Una ruota capovolta rinfresca la mia testa rotta e danza correndo nella Terra pruriginosa senza arrotare coltelli per tagliare salami in una schiena nuda e sensuale di donna.
Cinquanta sfumature, non si può più dire, come forza italia. Ci rubano le parole e con esse i concetti. E con essi le emozioni. Ma noi balleremo finché non sarà notte. Finché non sparirà il sole. Aspettami e balleremo insieme finché il mondo non berrà il calice dell’Apocalisse.
Dammi la tua schiena. Dammi la tua bocca. Andremo nel mondo del verme verde e giocheremo a dadi con Dio. Sorrido pensando alla teoria della relatività del cioccolato. Per giustificare la nostalgia dei tori e dei cavolfiori. Ma perché? Le domande sono più belle delle risposte. E il delirio altro non è che una grande domanda che rimbomba in una campana che suona a morto per vivere tutto in questo momento. Perché non può essere altrimenti?
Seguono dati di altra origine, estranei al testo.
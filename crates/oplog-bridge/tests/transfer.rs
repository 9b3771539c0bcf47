// SPDX-License-Identifier: Apache-2.0
// © James Ross Ω FLYING•ROBOTS <https://github.com/flyingrobots>
//! Batch transfer helpers: verification, download and cleanup.
#![allow(clippy::unwrap_used)]

use oplog_app_core::BridgeSettings;
use oplog_bridge::{
    backup, download_blocks, remove_blocks, verify_mapping, FailureReason, IdentifierMapping,
};
use oplog_cid::local_cid_of;
use oplog_dry_tests::{linear_log, MemoryLogEngine, MemorySpace};

async fn backed_up_space() -> (MemorySpace, IdentifierMapping) {
    let engine = MemoryLogEngine::new();
    let (log, _) = linear_log(&engine, "transfer", 2).unwrap();
    let space = MemorySpace::new();
    let report = backup(&log, &space, &BridgeSettings::default())
        .await
        .unwrap();
    (space, report.mapping)
}

#[tokio::test]
async fn fresh_backup_verifies_clean() {
    let (space, mapping) = backed_up_space().await;
    let report = verify_mapping(&space, &mapping, 2).await;
    assert!(report.is_clean());
    assert_eq!(report.verified, mapping.len());
}

#[tokio::test]
async fn verification_flags_each_kind_of_damage() {
    let (space, mapping) = backed_up_space().await;
    let mut pairs = mapping.iter().map(|(l, r)| (*l, *r));
    let (_, unavailable) = pairs.next().unwrap();
    let (_, corrupted) = pairs.next().unwrap();
    space.make_unavailable(unavailable);
    space.corrupt(corrupted, b"bit rot".to_vec());

    let mut damaged = mapping.clone();
    let stray = local_cid_of(b"stray").unwrap();
    let (_, reused) = pairs.next().unwrap();
    damaged.insert(stray, reused);

    let report = verify_mapping(&space, &damaged, 1).await;
    assert_eq!(report.failed.len(), 3);
    assert_eq!(report.verified, mapping.len() - 2);
    let kinds: Vec<_> = report.failed.iter().map(|f| &f.reason).collect();
    assert!(kinds
        .iter()
        .any(|r| matches!(r, FailureReason::BlockUnavailable { .. })));
    assert!(kinds
        .iter()
        .any(|r| matches!(r, FailureReason::DigestMismatch { .. })));
    assert!(kinds
        .iter()
        .any(|r| matches!(r, FailureReason::IdentifierMismatch { .. })));
}

#[tokio::test]
async fn download_partitions_and_keeps_input_order() {
    let (space, mapping) = backed_up_space().await;
    let remotes: Vec<_> = mapping.iter().map(|(_, r)| *r).collect();
    space.make_unavailable(remotes[1]);

    let report = download_blocks(&space, &remotes, 3).await;
    assert_eq!(report.failed.len(), 1);
    assert_eq!(report.failed[0].cid, remotes[1].to_string());
    let fetched: Vec<_> = report.successful.iter().map(|b| b.remote).collect();
    let expected: Vec<_> = remotes
        .iter()
        .copied()
        .filter(|r| *r != remotes[1])
        .collect();
    assert_eq!(fetched, expected);
}

#[tokio::test]
async fn removal_keeps_going_past_refusals() {
    let (space, mapping) = backed_up_space().await;
    let remotes: Vec<_> = mapping.iter().map(|(_, r)| *r).collect();
    space.lock_block(remotes[0]);

    let report = remove_blocks(&space, &remotes, 1).await;
    assert_eq!(report.removed.len(), remotes.len() - 1);
    assert_eq!(report.failed.len(), 1);
    assert!(matches!(
        report.failed[0].reason,
        FailureReason::RemoveFailed { .. }
    ));
    assert_eq!(space.len(), 1);
}
// SPDX-License-Identifier: Apache-2.0
// © James Ross Ω FLYING•ROBOTS <https://github.com/flyingrobots>
//! Filesystem-backed `ConfigStore` (uses the platform config dir).

use directories::ProjectDirs;
use oplog_app_core::config::{ConfigError, ConfigStore};
use std::fs;
use std::path::{Path, PathBuf};

/// Stores configs as JSON files, one per key.
pub struct FsConfigStore {
    base: PathBuf,
}

impl FsConfigStore {
    /// Create a store rooted at the user config directory (e.g., `~/.config/oplog-vault`).
    pub fn new() -> Result<Self, ConfigError> {
        let proj = ProjectDirs::from("dev", "flyingrobots", "oplog-vault")
            .ok_or_else(|| ConfigError::Other("could not resolve config dir".into()))?;
        Self::with_base(proj.config_dir())
    }

    /// Create a store rooted at `base`, creating the directory if needed.
    pub fn with_base(base: impl AsRef<Path>) -> Result<Self, ConfigError> {
        let base = base.as_ref().to_path_buf();
        fs::create_dir_all(&base)?;
        Ok(Self { base })
    }

    /// Directory the store writes into.
    pub fn base(&self) -> &Path {
        &self.base
    }

    fn path_for(&self, key: &str) -> Result<PathBuf, ConfigError> {
        if key.is_empty() || key.contains(['/', '\\']) || key.starts_with('.') {
            return Err(ConfigError::Other(format!("invalid config key {key:?}")));
        }
        Ok(self.base.join(format!("{key}.json")))
    }
}

impl ConfigStore for FsConfigStore {
    fn load_raw(&self, key: &str) -> Result<Vec<u8>, ConfigError> {
        let path = self.path_for(key)?;
        match fs::read(path) {
            Ok(bytes) => Ok(bytes),
            Err(err) if err.kind() == std::io::ErrorKind::NotFound => Err(ConfigError::NotFound),
            Err(err) => Err(ConfigError::Io(err)),
        }
    }

    fn save_raw(&self, key: &str, data: &[u8]) -> Result<(), ConfigError> {
        let path = self.path_for(key)?;
        fs::write(path, data)?;
        Ok(())
    }
}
Perché corro in un’autostrada di sole bruciante sudando e bevendo rospi e falene con la diarrea.
Vado in bagno a vomitare pezzi di anima e canto un canto celtico per giorni pazzi come un bambino che si chiede come invecchierà quando sarà nonno di bambini come lui. Facce che mi girano intorno e ridono come pazzi che ridono come pazzi. Mi amerai ancora ? onestamente non me ne importa molto. Ma non prendertela in fondo dobbiamo ancora fare l’amore. Dammi la tua bocca per farmi uno spinello di farina di frumento biologico.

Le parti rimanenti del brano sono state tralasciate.